[Items from a data source]
use alloc::vec::Vec;
use core::{
    fmt::{self, Formatter, Display},
    mem,
    num::NonZeroUsize,
};
use super::Storage;

/// The generation of retired slots, never handed out in a key to an element.
const RETIRED: u32 = u32::MAX;

static HOLE_LIST_PANIC_MSG: &str = "\
the hole list of the sparse storage points to an occupied slot";

/// A key into a [`SparseVec`].
///
/// Besides the index of the slot, the key remembers the generation of the slot at the time the element was added. Once the element is removed, the slot moves on to the next generation, and the key stops resolving to anything, even after the slot gets reused for a new element.
///
/// Generations are 32-bit. A slot which has run through all of them is retired for good instead of wrapping around, so a stale key can never come back to life.
///
/// [`SparseVec`]: struct.SparseVec.html " "
#[derive(Copy, Clone, Debug, PartialEq, Eq, Hash, PartialOrd, Ord)]
pub struct SparseKey {
    index: usize,
    generation: u32,
}
impl SparseKey {
    /// A key which never resolves to an element.
    pub(crate) const DANGLING: Self = Self {
        index: usize::MAX,
        generation: u32::MAX,
    };
    /// Returns the index of the slot the key points to.
    #[inline(always)]
    pub const fn index(self) -> usize {
        self.index
    }
    /// Returns the generation of the slot which the key was issued for.
    #[inline(always)]
    pub const fn generation(self) -> u32 {
        self.generation
    }
}
impl Display for SparseKey {
    #[inline]
    fn fmt(&self, f: &mut Formatter<'_>) -> fmt::Result {
        write!(f, "{}v{}", self.index, self.generation)
    }
}

/// A `Vec`-backed storage which never shifts its elements and recycles the places of removed ones.
///
/// Removing an element leaves a "hole" behind. Holes are chained into a free list, oldest first, and get filled by subsequent additions, so the keys of the other elements are never invalidated by a removal. Each slot also counts how many times it has been vacated; keys carry that count, which is how stale keys are told apart from keys to the element currently occupying the slot.
///
/// # Example
/// ```rust
/// use bitree::storage::{Storage, SparseVec};
///
/// let mut storage = SparseVec::new();
/// let first = storage.add("first");
/// let second = storage.add("second");
///
/// assert_eq!(storage.remove(&first), Some("first"));
/// assert_eq!(storage.num_holes(), 1);
///
/// // The hole gets reused...
/// let third = storage.add("third");
/// assert!(storage.is_dense());
/// assert_eq!(third.index(), first.index());
/// // ...but the old key does not resolve to the new element.
/// assert_eq!(storage.get(&first), None);
/// assert_eq!(storage.get(&third), Some(&"third"));
/// assert_eq!(storage.get(&second), Some(&"second"));
/// ```
#[derive(Clone, Debug)]
pub struct SparseVec<T> {
    slots: Vec<Slot<T>>,
    /// Length, first hole, last hole
    hole_list: Option<(NonZeroUsize, usize, usize)>,
    /// Slots which have used up their generations and are never filled again
    retired: usize,
}
impl<T> SparseVec<T> {
    /// Returns the number of holes in the storage. This operation returns immediately instead of looping through the entire storage, since the storage tracks the number of holes it creates and fills.
    #[inline(always)]
    pub fn num_holes(&self) -> usize {
        self.hole_list.map_or(0, |x| x.0.get())
    }
    /// Returns the number of slots which have been vacated so many times that their generation counter ran out. Retired slots are not holes: they take up space but never receive elements again.
    #[inline(always)]
    pub fn num_retired(&self) -> usize {
        self.retired
    }
    /// Returns `true` if there are no holes in the storage, `false` otherwise.
    #[inline(always)]
    pub fn is_dense(&self) -> bool {
        self.num_holes() == 0
    }
    /// Returns an iterator over the keys and elements of the storage, in slot order.
    pub fn iter(&self) -> impl Iterator<Item = (SparseKey, &T)> + '_ {
        self.slots.iter().enumerate().filter_map(|(index, slot)| {
            slot.element().map(|element| {
                (
                    SparseKey {
                        index,
                        generation: slot.generation,
                    },
                    element,
                )
            })
        })
    }

    fn slot(&self, key: &SparseKey) -> Option<&Slot<T>> {
        self.slots
            .get(key.index)
            .filter(|slot| slot.generation == key.generation)
    }
    fn slot_mut(&mut self, key: &SparseKey) -> Option<&mut Slot<T>> {
        self.slots
            .get_mut(key.index)
            .filter(|slot| slot.generation == key.generation)
    }
    /// Appends a freshly punched hole to the end of the hole list.
    fn link_hole(&mut self, index: usize) {
        match &mut self.hole_list {
            Some((count, _, last)) => {
                *count = count.saturating_add(1);
                let old_last = mem::replace(last, index);
                match &mut self.slots[old_last].state {
                    SlotState::Hole(next) => *next = Some(index),
                    SlotState::Element(..) => panic!("{}", HOLE_LIST_PANIC_MSG),
                }
            }
            None => {
                self.hole_list = Some((NonZeroUsize::MIN, index, index));
            }
        }
    }
}
impl<T> Default for SparseVec<T> {
    #[inline]
    fn default() -> Self {
        Self {
            slots: Vec::new(),
            hole_list: None,
            retired: 0,
        }
    }
}
impl<T> Storage for SparseVec<T> {
    type Key = SparseKey;
    type Element = T;

    fn add(&mut self, element: Self::Element) -> Self::Key {
        let (count, first, last) = if let Some(hole_info) = self.hole_list {
            hole_info
        } else {
            self.slots.push(Slot {
                generation: 0,
                state: SlotState::Element(element),
            });
            return SparseKey {
                index: self.slots.len() - 1,
                generation: 0,
            };
        };
        let slot = &mut self.slots[first];
        let next_hole = match mem::replace(&mut slot.state, SlotState::Element(element)) {
            SlotState::Hole(next) => next,
            SlotState::Element(..) => panic!("{}", HOLE_LIST_PANIC_MSG),
        };
        let key = SparseKey {
            index: first,
            generation: slot.generation,
        };
        self.hole_list = NonZeroUsize::new(count.get() - 1).map(|count| {
            let next_hole = next_hole.unwrap_or_else(|| {
                panic!("the hole list of the sparse storage ended before its recorded length")
            });
            (count, next_hole, last)
        });
        key
    }
    fn remove(&mut self, key: &Self::Key) -> Option<Self::Element> {
        let slot = self.slot_mut(key)?;
        let element = match mem::replace(&mut slot.state, SlotState::Hole(None)) {
            SlotState::Element(element) => element,
            hole @ SlotState::Hole(..) => {
                slot.state = hole;
                return None;
            }
        };
        match slot.generation.checked_add(1).filter(|&x| x != RETIRED) {
            Some(generation) => {
                slot.generation = generation;
                self.link_hole(key.index);
            }
            None => {
                slot.generation = RETIRED;
                self.retired += 1;
            }
        }
        Some(element)
    }
    #[inline]
    fn len(&self) -> usize {
        self.slots.len() - self.num_holes() - self.retired
    }
    #[inline]
    fn with_capacity(capacity: usize) -> Self {
        Self {
            slots: Vec::with_capacity(capacity),
            hole_list: None,
            retired: 0,
        }
    }
    #[inline]
    fn get(&self, key: &Self::Key) -> Option<&Self::Element> {
        self.slot(key).and_then(Slot::element)
    }
    #[inline]
    fn get_mut(&mut self, key: &Self::Key) -> Option<&mut Self::Element> {
        self.slot_mut(key).and_then(Slot::element_mut)
    }
    #[inline(always)]
    fn capacity(&self) -> usize {
        self.slots.capacity()
    }
    #[inline(always)]
    fn reserve(&mut self, additional: usize) {
        // Holes get filled before the vector grows
        self.slots
            .reserve(additional.saturating_sub(self.num_holes()))
    }
    #[inline(always)]
    fn shrink_to_fit(&mut self) {
        self.slots.shrink_to_fit()
    }
}

/// A slot inside a sparse storage: the element or a link to the next hole, and the generation counter.
#[derive(Clone, Debug)]
struct Slot<T> {
    generation: u32,
    state: SlotState<T>,
}
impl<T> Slot<T> {
    #[inline]
    fn element(&self) -> Option<&T> {
        match &self.state {
            SlotState::Element(x) => Some(x),
            SlotState::Hole(..) => None,
        }
    }
    #[inline]
    fn element_mut(&mut self) -> Option<&mut T> {
        match &mut self.state {
            SlotState::Element(x) => Some(x),
            SlotState::Hole(..) => None,
        }
    }
}

#[derive(Clone, Debug)]
enum SlotState<T> {
    /// A value in the slot.
    Element(T),
    /// A hole, with an index to the next one.
    Hole(Option<usize>),
}

#[cfg(test)]
mod tests {
    use super::*;

    #[test]
    fn holes_are_reused_oldest_first() {
        let mut storage = SparseVec::new();
        let keys: Vec<_> = (0..4).map(|x| storage.add(x)).collect();
        assert_eq!(storage.remove(&keys[2]), Some(2));
        assert_eq!(storage.remove(&keys[0]), Some(0));
        assert_eq!(storage.num_holes(), 2);
        assert_eq!(storage.len(), 2);

        let refill_a = storage.add(10);
        let refill_b = storage.add(11);
        assert_eq!(refill_a.index(), 2);
        assert_eq!(refill_b.index(), 0);
        assert!(storage.is_dense());
        assert_eq!(storage.len(), 4);

        let appended = storage.add(12);
        assert_eq!(appended.index(), 4);
    }

    #[test]
    fn stale_keys_never_resolve() {
        let mut storage = SparseVec::new();
        let key = storage.add('a');
        assert_eq!(storage.remove(&key), Some('a'));
        assert_eq!(storage.remove(&key), None);
        assert!(!storage.contains_key(&key));

        let reused = storage.add('b');
        assert_eq!(reused.index(), key.index());
        assert_ne!(reused, key);
        assert_eq!(storage.get(&key), None);
        assert_eq!(storage.get_mut(&key), None);
        assert_eq!(storage.remove(&key), None);
        assert_eq!(storage.get(&reused), Some(&'b'));
    }

    #[test]
    fn exhausted_slots_are_retired() {
        let mut storage = SparseVec::new();
        let old = storage.add('a');
        storage.slots[old.index()].generation = RETIRED - 1;
        let last = SparseKey {
            index: old.index(),
            generation: RETIRED - 1,
        };
        assert_eq!(storage.remove(&last), Some('a'));
        assert_eq!(storage.num_retired(), 1);
        assert!(storage.is_dense());
        assert_eq!(storage.len(), 0);

        let fresh = storage.add('b');
        assert_ne!(fresh.index(), old.index());
        assert_eq!(storage.len(), 1);
        for stale in [old, last] {
            assert_eq!(storage.get(&stale), None);
            assert_eq!(storage.remove(&stale), None);
        }
        assert_eq!(storage.iter().count(), 1);
    }

    #[test]
    fn dangling_key_is_absent() {
        let mut storage = SparseVec::new();
        storage.add(());
        assert!(!storage.contains_key(&SparseKey::DANGLING));
    }

    #[test]
    fn iter_skips_holes() {
        let mut storage = SparseVec::new();
        let a = storage.add("a");
        let b = storage.add("b");
        let c = storage.add("c");
        storage.remove(&b);
        let live: Vec<_> = storage.iter().collect();
        assert_eq!(live, vec![(a, &"a"), (c, &"c")]);
    }
}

**Task statement**
Among the records, how many lines include the string "struct"? State the number and add nothing.

**Answer for this exercise**
4